ESIPT and AIE characteristics of three Schiff base derivatives and the relevant photophysical mechanism analyses

Recently, three novel Schiff base derivatives (L1-3) were experimentally found to show water-induced aggregation-induced emission (AIE) and ultrafast excited state intramolecular proton transfer (ESIPT) characteristics, which have potential applications in fields of both optical material and fluoride ion detection. However, the corresponding optical properties have not been recognized completely and the relevant theoretical mechanism is lacking in analysis. In this work, based on the constructed relaxed potential energy curves, we investigated the stable configurations and clarified the proton transfer reaction mechanism for L1-3 with different substituents.
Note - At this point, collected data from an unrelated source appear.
//! Modules d'export (GeoJSON, reprojection PROJ)

pub mod geojson;
#[cfg(feature = "reproject")]
pub mod reproject;

#[cfg(feature = "reproject")]
pub use reproject::Reprojector;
The results show that the proton transfer associated with the interconversion from enol to keto isomer in S0 state is increasingly activated as substituted from electron-withdrawing group to electron-donating group, while the reverse trend is observed in S1 state. Above phenomenon can be ascribed to the change in strength of intramolecular hydrogen bond contributed to the reaction, which is demonstrated by hydrogen-bond parameters and interaction region indicator (IRI) analyses. Based on the optimized geometries, the single-fluorescence emission is found following the dual-absorption. The calculated fluorescence peaks (545 nm for L1, 536 nm for L2, 704 nm for L3) show little difference from those of experiment, which are reassigned to the ESIPT induced formation of keto isomer instead of enol form. In addition, the mechanism of water-induced AIE is clarified by increasing radiative rate and orbital overlap. To essentially comprehend the photophysical properties of organic luminogens with AIE and ESIPT characteristics is of fundamental interests in molecular electronics and photonics, and is also helpful to design new optical materials.